The biomechanical interaction between the stump and the prosthetic socket is critically important to achieve close-to-normal ambulation. Many investigators suggested that the pressure changes during gait of transfemoral amputees are closely related to the prosthetic alignment, the socket shape, the stump size, and the residual muscle activity. The effects of the prosthetic alignment, the socket shape, and the stump size on the interface pressure were investigated previously. However, there is no report how the residual muscle activities in the transfemoral stump affect the socket interface pressure characteristics during gait. Since designs of socket fur lower limb amputees need to consider the socket interface pressure characteristics, the interface pressure patterns by the residual muscle activities during gait should be investigated.
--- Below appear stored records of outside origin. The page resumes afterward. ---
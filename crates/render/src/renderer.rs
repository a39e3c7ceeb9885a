use serde::{Deserialize, Serialize};
use stagecraft_common::AsAny;
use stagecraft_scene::{Camera, Scene};
use tracing::debug;

/// Errors a backend can raise while rendering.
#[derive(Debug, Clone, PartialEq, Eq, thiserror::Error)]
pub enum RenderError {
    #[error("renderer has been disposed")]
    Disposed,
    #[error("render backend failure: {0}")]
    Backend(String),
}

/// Output surface owned by a renderer (the canvas, in a browser host).
#[derive(Debug, Clone, PartialEq, Eq, Serialize, Deserialize)]
#[serde(default)]
pub struct Surface {
    pub width: u32,
    pub height: u32,
    pub label: String,
}

impl Default for Surface {
    fn default() -> Self {
        Self {
            width: 1280,
            height: 720,
            label: "stagecraft".into(),
        }
    }
}

/// Renderer-agnostic interface. All backends implement this trait.
///
/// The renderer reads the scene and the active camera, then produces
/// output. It never mutates the scene. The `AsAny` supertrait lets callers
/// reach a concrete backend through `&dyn Renderer`.
pub trait Renderer: AsAny {
    /// The surface frames are presented to.
    fn surface(&self) -> &Surface;

    /// Render one frame of `scene` through `camera`.
    fn render(&mut self, scene: &Scene, camera: &Camera) -> Result<(), RenderError>;

    /// Release backend resources. Called when the renderer is replaced or
    /// the engine is disposed.
    fn dispose(&mut self) {}
}

/// Headless renderer that writes each frame as text.
///
/// Useful for CLI output, logging, and testing the render interface.
#[derive(Debug, Default)]
pub struct DebugTextRenderer {
    surface: Surface,
    last_frame: String,
    frames: u64,
    disposed: bool,
}

impl DebugTextRenderer {
    pub fn new() -> Self {
        Self::default()
    }

    pub fn with_surface(surface: Surface) -> Self {
        Self {
            surface,
            ..Self::default()
        }
    }

    /// Text of the most recently rendered frame.
    pub fn last_frame(&self) -> &str {
        &self.last_frame
    }

    pub fn frames_rendered(&self) -> u64 {
        self.frames
    }

    pub fn is_disposed(&self) -> bool {
        self.disposed
    }
}

impl Renderer for DebugTextRenderer {
    fn surface(&self) -> &Surface {
        &self.surface
    }

    fn render(&mut self, scene: &Scene, camera: &Camera) -> Result<(), RenderError> {
        if self.disposed {
            return Err(RenderError::Disposed);
        }
        self.frames += 1;

        let mut out = String::new();
        out.push_str(&format!(
            "=== Frame {} ({}x{} {}) ===\n",
            self.frames, self.surface.width, self.surface.height, self.surface.label
        ));
        out.push_str(&format!(
            "Camera: eye=({:.1}, {:.1}, {:.1}) target=({:.1}, {:.1}, {:.1}) fov={:.0}\n",
            camera.position.x,
            camera.position.y,
            camera.position.z,
            camera.target.x,
            camera.target.y,
            camera.target.z,
            camera.fov.to_degrees()
        ));
        out.push_str(&format!("Nodes: {}\n", scene.len() - 1));

        for (id, node) in scene.iter().skip(1) {
            if !node.visible {
                continue;
            }
            let depth = scene.depth(id).unwrap_or(1);
            let p = node.transform.position;
            let tag = node
                .entity()
                .map(|e| format!(" [{}]", e.short()))
                .unwrap_or_default();
            out.push_str(&format!(
                "{:indent$}{}{} pos=({:.2}, {:.2}, {:.2})\n",
                "",
                node.name,
                tag,
                p.x,
                p.y,
                p.z,
                indent = depth * 2
            ));
        }

        debug!(frame = self.frames, bytes = out.len(), "debug text frame rendered");
        self.last_frame = out;
        Ok(())
    }

    fn dispose(&mut self) {
        self.disposed = true;
        self.last_frame.clear();
    }
}

#[cfg(test)]
mod tests {
    use super::*;
    use glam::Vec3;
    use stagecraft_common::{EntityId, Transform};
    use stagecraft_scene::Node;

    #[test]
    fn debug_renderer_empty_scene() {
        let scene = Scene::new();
        let mut renderer = DebugTextRenderer::new();
        renderer.render(&scene, &Camera::default()).unwrap();

        assert!(renderer.last_frame().contains("Frame 1"));
        assert!(renderer.last_frame().contains("Nodes: 0"));
        assert_eq!(renderer.frames_rendered(), 1);
    }

    #[test]
    fn debug_renderer_with_nodes() {
        let mut scene = Scene::new();
        let id = EntityId::new();
        let parent = scene
            .add(
                scene.root(),
                Node::new("ship")
                    .with_entity(id)
                    .with_transform(Transform::from_position(Vec3::new(1.0, 2.0, 3.0))),
            )
            .unwrap();
        scene.add(parent, Node::new("hull")).unwrap();

        let mut renderer = DebugTextRenderer::new();
        renderer.render(&scene, &Camera::default()).unwrap();
        let frame = renderer.last_frame();

        assert!(frame.contains("Nodes: 2"));
        assert!(frame.contains(&format!("ship [{}] pos=(1.00, 2.00, 3.00)", id.short())));
        assert!(frame.contains("    hull"));
    }

    #[test]
    fn debug_frame_is_one_line_per_entry() {
        let mut scene = Scene::new();
        scene.add(scene.root(), Node::new("ship")).unwrap();

        let mut renderer = DebugTextRenderer::new();
        renderer.render(&scene, &Camera::default()).unwrap();
        let lines: Vec<&str> = renderer.last_frame().lines().collect();

        assert_eq!(lines.len(), 4);
        assert!(lines[0].starts_with("=== Frame 1 ("));
        assert!(lines[1].starts_with("Camera: eye=("));
        assert_eq!(lines[2], "Nodes: 1");
        assert!(lines[3].starts_with("  ship pos="));
        assert!(renderer.last_frame().ends_with('\n'));
    }

    #[test]
    fn hidden_nodes_are_skipped() {
        let mut scene = Scene::new();
        let id = scene.add(scene.root(), Node::new("ghost")).unwrap();
        scene.get_mut(id).unwrap().visible = false;

        let mut renderer = DebugTextRenderer::new();
        renderer.render(&scene, &Camera::default()).unwrap();
        assert!(!renderer.last_frame().contains("ghost"));
    }

    #[test]
    fn disposed_renderer_refuses_frames() {
        let mut renderer = DebugTextRenderer::new();
        renderer.dispose();
        assert!(renderer.is_disposed());
        assert_eq!(
            renderer.render(&Scene::new(), &Camera::default()),
            Err(RenderError::Disposed)
        );
    }

    #[test]
    fn surface_default() {
        let renderer = DebugTextRenderer::new();
        assert_eq!(renderer.surface().width, 1280);
        assert_eq!(renderer.surface().height, 720);
    }
}
use stagecraft_kernel::{Engine, HookResult, Plugin, PluginCtx};
use tracing::debug;

use crate::state::{InputEvent, InputState};

/// Buffers host input events and exposes them as per-frame [`InputState`].
///
/// The host pushes events between ticks. The plugin folds them in during its
/// update, so register it before any plugin that reads input.
#[derive(Debug, Default)]
pub struct InputPlugin {
    queue: Vec<InputEvent>,
    state: InputState,
}

impl InputPlugin {
    pub fn new() -> Self {
        Self::default()
    }

    /// Queue an event for the next tick.
    pub fn push(&mut self, event: InputEvent) {
        self.queue.push(event);
    }

    pub fn extend(&mut self, events: impl IntoIterator<Item = InputEvent>) {
        self.queue.extend(events);
    }

    /// Queue an event on the engine's input plugin. Returns `false` if no
    /// input plugin is registered.
    pub fn send(engine: &mut Engine, event: InputEvent) -> bool {
        match engine.plugin_mut::<InputPlugin>() {
            Some(input) => {
                input.push(event);
                true
            }
            None => false,
        }
    }

    pub fn state(&self) -> &InputState {
        &self.state
    }

    pub fn pending(&self) -> usize {
        self.queue.len()
    }
}

impl Plugin for InputPlugin {
    fn update(&mut self, _ctx: &mut PluginCtx<'_>) -> HookResult {
        if !self.queue.is_empty() {
            debug!(events = self.queue.len(), "folding input events");
        }
        for event in self.queue.drain(..) {
            self.state.apply(event);
        }
        Ok(())
    }

    fn late_update(&mut self, _ctx: &mut PluginCtx<'_>) -> HookResult {
        self.state.end_frame();
        Ok(())
    }
}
In this study, myoelectric signals (MES) and socket interface pressure in residual limb of transfemoral amputees were measured during the stance and swing phases of gait. For the purpose, specially designed quadrilateral sockets that MES electrodes could be instrumented were fabricated. A total of two transfemoral amputees were participated in the experiments. The measured temporal MES amplitude and interface pressure in knee flexor (biceps femoris) and extensor (rectus femoris) had significant correlations (P ＜ 0.05). Based on the test results, It was suggested that the residual muscle activity of transfemoral amputees stump is an important factor affecting socket pressure changes during walk.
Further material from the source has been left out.